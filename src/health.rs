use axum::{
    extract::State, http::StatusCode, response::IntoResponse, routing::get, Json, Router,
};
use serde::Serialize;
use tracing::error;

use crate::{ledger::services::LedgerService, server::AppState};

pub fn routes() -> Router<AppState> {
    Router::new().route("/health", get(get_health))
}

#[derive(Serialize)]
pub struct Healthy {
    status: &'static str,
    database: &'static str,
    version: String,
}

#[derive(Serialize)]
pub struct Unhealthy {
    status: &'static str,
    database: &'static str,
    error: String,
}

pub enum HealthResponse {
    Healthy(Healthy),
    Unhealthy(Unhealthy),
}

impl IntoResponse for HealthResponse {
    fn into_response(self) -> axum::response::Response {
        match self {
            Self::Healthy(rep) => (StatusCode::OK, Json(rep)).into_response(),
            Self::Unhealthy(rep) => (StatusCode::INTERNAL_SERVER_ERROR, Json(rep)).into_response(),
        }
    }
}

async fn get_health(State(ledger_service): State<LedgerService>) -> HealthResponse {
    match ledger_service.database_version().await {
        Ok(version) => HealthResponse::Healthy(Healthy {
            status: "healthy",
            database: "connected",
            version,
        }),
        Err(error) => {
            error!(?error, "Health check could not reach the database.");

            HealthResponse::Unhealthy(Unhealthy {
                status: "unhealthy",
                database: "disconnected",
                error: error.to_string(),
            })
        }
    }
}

________________________________________

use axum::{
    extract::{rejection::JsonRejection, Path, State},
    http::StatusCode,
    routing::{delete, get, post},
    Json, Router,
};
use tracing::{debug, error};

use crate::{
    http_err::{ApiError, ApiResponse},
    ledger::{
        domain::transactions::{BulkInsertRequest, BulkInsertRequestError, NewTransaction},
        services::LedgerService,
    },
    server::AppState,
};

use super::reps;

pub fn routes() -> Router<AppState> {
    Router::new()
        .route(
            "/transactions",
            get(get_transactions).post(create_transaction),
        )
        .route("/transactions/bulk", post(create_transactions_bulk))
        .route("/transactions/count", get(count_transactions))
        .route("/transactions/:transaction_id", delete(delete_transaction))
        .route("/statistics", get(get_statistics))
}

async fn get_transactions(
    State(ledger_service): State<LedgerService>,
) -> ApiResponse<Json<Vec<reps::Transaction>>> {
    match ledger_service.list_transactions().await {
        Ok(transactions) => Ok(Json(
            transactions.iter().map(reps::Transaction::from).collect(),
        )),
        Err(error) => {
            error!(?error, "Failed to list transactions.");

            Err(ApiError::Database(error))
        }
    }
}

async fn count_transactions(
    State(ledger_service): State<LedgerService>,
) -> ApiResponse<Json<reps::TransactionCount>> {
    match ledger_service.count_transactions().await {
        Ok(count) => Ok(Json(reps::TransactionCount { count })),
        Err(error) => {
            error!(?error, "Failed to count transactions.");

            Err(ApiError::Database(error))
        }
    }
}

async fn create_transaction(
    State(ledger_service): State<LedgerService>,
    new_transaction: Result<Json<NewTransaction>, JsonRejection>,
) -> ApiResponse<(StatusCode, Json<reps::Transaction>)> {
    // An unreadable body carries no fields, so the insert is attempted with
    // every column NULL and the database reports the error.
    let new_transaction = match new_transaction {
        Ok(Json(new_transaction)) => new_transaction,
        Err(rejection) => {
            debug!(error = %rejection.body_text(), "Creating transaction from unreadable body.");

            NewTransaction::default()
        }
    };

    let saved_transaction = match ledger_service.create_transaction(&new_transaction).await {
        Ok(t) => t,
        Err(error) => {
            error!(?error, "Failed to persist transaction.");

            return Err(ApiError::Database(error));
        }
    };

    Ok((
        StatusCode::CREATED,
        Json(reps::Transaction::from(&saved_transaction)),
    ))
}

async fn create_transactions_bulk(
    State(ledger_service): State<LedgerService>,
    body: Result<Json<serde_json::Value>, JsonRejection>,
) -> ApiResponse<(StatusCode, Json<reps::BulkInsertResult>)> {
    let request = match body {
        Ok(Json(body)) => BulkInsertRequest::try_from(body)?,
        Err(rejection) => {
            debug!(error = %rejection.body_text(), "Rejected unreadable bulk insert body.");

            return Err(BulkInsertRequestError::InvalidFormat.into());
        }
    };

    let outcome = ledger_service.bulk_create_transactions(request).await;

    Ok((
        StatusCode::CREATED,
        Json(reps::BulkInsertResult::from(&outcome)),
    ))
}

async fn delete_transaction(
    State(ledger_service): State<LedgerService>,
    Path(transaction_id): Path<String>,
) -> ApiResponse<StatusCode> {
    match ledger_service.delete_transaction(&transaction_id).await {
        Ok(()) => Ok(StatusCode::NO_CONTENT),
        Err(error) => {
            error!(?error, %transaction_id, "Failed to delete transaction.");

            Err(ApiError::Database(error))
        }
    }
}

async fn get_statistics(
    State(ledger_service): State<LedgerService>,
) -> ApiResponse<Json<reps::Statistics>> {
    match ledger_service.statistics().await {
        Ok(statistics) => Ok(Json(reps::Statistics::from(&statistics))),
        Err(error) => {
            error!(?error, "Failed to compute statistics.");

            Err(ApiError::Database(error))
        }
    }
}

________________________________________

> **Your task**: Return every line of the material in which the word "match" is found.

> **Result of this exercise**:
        match self {
    match ledger_service.database_version().await {
    match ledger_service.list_transactions().await {
    match ledger_service.count_transactions().await {
    let new_transaction = match new_transaction {
    let saved_transaction = match ledger_service.create_transaction(&new_transaction).await {
    let request = match body {
    match ledger_service.delete_transaction(&transaction_id).await {
    match ledger_service.statistics().await {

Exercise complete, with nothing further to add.